*Aim of the task*. Among the entries below, extract exactly the lines that run from the one with "repository 859f72a10f9c0cf4" through the one with "plain JSON number.", both ends included.

[Records from a dataset]
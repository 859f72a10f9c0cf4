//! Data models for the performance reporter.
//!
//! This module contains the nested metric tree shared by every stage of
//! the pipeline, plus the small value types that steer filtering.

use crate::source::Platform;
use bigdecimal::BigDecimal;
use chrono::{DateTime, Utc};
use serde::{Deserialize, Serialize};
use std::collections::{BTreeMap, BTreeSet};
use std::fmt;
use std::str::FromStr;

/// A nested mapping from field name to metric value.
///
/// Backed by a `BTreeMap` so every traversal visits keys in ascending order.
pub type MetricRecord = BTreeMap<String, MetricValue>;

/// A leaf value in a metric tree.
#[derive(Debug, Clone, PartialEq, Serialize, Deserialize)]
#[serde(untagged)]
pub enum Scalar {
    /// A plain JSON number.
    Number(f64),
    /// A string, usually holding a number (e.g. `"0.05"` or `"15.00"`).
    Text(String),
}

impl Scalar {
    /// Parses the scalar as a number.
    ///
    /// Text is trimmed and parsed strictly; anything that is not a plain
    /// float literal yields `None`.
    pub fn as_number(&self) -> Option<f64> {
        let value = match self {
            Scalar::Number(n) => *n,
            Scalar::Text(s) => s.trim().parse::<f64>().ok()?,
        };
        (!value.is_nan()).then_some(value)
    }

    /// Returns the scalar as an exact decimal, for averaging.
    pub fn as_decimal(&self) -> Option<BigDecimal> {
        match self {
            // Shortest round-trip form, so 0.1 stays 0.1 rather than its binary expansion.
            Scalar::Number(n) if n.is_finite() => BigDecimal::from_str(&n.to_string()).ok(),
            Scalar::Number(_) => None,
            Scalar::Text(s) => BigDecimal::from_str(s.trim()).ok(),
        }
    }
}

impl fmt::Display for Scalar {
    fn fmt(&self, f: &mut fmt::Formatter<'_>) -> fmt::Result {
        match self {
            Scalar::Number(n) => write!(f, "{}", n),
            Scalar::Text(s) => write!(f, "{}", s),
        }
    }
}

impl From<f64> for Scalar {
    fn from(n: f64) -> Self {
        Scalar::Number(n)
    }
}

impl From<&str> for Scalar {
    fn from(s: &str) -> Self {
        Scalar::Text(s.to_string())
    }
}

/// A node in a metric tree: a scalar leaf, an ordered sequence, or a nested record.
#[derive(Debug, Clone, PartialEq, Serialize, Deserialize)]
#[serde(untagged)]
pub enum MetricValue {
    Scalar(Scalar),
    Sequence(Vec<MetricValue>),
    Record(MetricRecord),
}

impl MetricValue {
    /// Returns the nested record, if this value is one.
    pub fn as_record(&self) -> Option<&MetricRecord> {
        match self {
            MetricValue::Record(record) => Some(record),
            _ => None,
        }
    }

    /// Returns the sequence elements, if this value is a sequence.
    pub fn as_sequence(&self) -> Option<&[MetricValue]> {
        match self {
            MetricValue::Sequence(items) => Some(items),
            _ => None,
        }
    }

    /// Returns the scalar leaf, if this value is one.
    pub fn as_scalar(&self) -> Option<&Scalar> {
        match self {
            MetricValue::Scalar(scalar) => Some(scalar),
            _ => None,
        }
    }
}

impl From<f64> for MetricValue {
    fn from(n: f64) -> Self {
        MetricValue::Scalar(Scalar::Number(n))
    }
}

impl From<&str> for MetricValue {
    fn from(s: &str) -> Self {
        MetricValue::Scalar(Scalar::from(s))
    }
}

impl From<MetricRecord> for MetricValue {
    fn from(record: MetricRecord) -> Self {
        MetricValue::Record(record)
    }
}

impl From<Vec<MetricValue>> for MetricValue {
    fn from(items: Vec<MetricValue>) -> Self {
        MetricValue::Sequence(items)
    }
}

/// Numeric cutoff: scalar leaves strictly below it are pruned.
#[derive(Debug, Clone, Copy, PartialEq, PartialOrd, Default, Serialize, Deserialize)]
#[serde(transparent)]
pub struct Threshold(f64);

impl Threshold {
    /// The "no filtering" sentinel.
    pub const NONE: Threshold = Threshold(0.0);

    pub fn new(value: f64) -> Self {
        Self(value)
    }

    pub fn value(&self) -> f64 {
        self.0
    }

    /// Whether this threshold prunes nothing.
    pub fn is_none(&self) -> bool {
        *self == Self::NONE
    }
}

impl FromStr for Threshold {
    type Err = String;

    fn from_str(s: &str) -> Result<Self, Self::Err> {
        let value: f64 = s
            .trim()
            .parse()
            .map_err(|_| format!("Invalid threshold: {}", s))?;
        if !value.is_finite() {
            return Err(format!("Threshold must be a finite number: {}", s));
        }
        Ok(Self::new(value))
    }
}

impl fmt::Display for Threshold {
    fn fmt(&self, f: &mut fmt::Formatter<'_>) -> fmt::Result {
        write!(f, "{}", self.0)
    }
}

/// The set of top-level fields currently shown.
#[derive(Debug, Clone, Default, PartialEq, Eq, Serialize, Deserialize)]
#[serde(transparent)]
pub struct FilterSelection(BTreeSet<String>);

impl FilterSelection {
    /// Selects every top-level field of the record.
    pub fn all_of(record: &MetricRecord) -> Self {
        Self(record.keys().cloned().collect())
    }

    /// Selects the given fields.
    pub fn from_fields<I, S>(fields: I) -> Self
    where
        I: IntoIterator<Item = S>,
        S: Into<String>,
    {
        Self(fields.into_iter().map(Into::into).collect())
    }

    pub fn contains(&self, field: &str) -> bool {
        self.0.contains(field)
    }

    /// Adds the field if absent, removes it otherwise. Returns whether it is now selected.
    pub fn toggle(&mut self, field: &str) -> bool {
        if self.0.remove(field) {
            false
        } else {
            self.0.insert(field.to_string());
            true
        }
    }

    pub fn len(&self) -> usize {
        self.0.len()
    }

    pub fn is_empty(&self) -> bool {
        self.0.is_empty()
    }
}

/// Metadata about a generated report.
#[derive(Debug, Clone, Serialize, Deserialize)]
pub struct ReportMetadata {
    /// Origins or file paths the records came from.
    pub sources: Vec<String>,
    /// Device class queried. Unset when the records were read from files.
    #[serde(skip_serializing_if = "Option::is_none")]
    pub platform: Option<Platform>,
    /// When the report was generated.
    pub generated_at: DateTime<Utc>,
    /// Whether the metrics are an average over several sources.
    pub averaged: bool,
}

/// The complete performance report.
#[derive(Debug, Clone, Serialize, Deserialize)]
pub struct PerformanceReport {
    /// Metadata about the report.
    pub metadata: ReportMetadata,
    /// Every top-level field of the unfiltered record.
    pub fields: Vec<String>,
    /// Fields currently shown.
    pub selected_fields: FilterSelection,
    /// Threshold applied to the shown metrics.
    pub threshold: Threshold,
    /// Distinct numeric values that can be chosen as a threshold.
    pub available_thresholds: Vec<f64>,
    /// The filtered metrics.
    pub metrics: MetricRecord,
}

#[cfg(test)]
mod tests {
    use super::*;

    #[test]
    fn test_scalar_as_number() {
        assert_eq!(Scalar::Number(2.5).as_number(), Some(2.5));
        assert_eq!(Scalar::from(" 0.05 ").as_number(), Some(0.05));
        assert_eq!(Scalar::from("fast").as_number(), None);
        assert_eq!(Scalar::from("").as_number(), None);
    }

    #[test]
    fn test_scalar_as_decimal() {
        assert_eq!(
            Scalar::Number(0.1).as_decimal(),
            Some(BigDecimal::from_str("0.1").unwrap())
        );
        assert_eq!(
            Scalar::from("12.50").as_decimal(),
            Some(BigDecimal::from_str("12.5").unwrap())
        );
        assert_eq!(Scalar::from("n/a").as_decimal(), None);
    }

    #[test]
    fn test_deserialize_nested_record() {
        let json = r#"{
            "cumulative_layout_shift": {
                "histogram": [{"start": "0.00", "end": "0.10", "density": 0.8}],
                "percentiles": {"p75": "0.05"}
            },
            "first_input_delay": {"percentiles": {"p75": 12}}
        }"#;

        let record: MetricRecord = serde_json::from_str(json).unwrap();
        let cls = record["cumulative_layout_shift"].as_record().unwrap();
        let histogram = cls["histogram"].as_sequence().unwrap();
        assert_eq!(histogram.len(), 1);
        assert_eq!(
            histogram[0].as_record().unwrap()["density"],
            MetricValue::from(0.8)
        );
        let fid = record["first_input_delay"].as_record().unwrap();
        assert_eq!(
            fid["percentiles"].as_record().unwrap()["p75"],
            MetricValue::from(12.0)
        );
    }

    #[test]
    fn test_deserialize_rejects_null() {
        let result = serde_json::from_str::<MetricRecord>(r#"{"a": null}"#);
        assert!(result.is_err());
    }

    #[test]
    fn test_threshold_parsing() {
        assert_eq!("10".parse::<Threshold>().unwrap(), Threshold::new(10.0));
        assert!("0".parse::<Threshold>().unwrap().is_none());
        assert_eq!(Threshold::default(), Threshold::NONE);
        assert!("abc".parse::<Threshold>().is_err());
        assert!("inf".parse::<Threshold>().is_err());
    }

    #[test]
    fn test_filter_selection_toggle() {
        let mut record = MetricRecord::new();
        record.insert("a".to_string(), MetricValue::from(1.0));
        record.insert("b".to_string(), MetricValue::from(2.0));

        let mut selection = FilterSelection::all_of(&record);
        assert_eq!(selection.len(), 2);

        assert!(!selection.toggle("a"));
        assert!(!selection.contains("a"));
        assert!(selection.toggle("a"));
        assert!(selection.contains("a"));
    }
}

==

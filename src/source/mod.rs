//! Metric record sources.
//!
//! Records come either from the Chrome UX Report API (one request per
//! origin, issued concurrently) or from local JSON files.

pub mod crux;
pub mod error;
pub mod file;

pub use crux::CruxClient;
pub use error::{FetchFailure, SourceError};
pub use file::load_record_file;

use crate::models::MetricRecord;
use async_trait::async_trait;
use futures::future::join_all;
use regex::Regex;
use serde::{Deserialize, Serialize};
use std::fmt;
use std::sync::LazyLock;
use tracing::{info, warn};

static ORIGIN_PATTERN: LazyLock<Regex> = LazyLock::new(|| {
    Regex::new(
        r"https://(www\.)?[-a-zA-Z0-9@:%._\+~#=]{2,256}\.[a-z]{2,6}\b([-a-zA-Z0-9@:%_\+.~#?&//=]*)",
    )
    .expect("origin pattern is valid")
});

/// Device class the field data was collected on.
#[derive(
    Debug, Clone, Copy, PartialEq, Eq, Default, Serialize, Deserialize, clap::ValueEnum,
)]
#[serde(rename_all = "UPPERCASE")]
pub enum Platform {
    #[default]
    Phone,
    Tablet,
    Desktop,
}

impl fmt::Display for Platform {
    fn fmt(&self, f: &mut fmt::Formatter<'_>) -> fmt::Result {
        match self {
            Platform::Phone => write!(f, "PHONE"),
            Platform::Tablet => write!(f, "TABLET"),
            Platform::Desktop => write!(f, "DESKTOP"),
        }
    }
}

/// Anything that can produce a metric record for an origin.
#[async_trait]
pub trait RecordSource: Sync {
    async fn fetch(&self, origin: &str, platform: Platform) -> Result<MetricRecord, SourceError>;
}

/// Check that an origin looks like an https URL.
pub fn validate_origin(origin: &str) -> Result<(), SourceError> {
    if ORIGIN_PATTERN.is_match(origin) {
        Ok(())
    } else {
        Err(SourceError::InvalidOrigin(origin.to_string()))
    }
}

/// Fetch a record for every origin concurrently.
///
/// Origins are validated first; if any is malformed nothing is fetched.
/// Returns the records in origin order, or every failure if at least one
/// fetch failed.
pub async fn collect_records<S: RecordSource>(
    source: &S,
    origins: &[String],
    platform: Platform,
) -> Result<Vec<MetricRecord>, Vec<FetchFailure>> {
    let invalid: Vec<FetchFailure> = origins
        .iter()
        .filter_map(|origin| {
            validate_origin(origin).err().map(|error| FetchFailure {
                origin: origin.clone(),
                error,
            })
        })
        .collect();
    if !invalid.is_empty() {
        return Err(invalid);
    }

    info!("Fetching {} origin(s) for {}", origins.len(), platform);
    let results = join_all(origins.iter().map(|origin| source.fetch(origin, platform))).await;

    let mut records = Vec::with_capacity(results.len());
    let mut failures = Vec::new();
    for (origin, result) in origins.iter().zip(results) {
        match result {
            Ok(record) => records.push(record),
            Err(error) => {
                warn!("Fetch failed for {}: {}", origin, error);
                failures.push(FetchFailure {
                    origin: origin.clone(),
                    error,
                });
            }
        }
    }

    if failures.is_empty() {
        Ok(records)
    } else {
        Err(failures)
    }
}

...

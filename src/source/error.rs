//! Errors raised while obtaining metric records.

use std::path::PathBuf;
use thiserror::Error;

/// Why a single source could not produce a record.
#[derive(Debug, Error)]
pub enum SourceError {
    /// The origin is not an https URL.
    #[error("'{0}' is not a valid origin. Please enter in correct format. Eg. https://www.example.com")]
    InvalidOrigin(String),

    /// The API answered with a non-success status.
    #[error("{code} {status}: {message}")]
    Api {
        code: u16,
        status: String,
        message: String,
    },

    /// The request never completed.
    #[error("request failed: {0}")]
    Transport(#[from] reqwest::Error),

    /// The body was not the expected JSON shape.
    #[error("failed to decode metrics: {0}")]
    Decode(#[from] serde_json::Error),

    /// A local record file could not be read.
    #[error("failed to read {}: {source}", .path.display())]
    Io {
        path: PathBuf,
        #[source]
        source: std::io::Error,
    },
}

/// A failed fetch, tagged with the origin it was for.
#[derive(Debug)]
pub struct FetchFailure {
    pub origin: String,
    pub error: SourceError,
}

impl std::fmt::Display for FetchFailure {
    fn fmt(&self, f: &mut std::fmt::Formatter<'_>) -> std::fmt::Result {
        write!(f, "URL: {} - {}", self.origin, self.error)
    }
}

*Written solution*.
repository 859f72a10f9c0cf4
//! Data models for the performance reporter.
//!
//! This module contains the nested metric tree shared by every stage of
//! the pipeline, plus the small value types that steer filtering.

use crate::source::Platform;
use bigdecimal::BigDecimal;
use chrono::{DateTime, Utc};
use serde::{Deserialize, Serialize};
use std::collections::{BTreeMap, BTreeSet};
use std::fmt;
use std::str::FromStr;

/// A nested mapping from field name to metric value.
///
/// Backed by a `BTreeMap` so every traversal visits keys in ascending order.
pub type MetricRecord = BTreeMap<String, MetricValue>;

/// A leaf value in a metric tree.
#[derive(Debug, Clone, PartialEq, Serialize, Deserialize)]
#[serde(untagged)]
pub enum Scalar {
    /// A plain JSON number.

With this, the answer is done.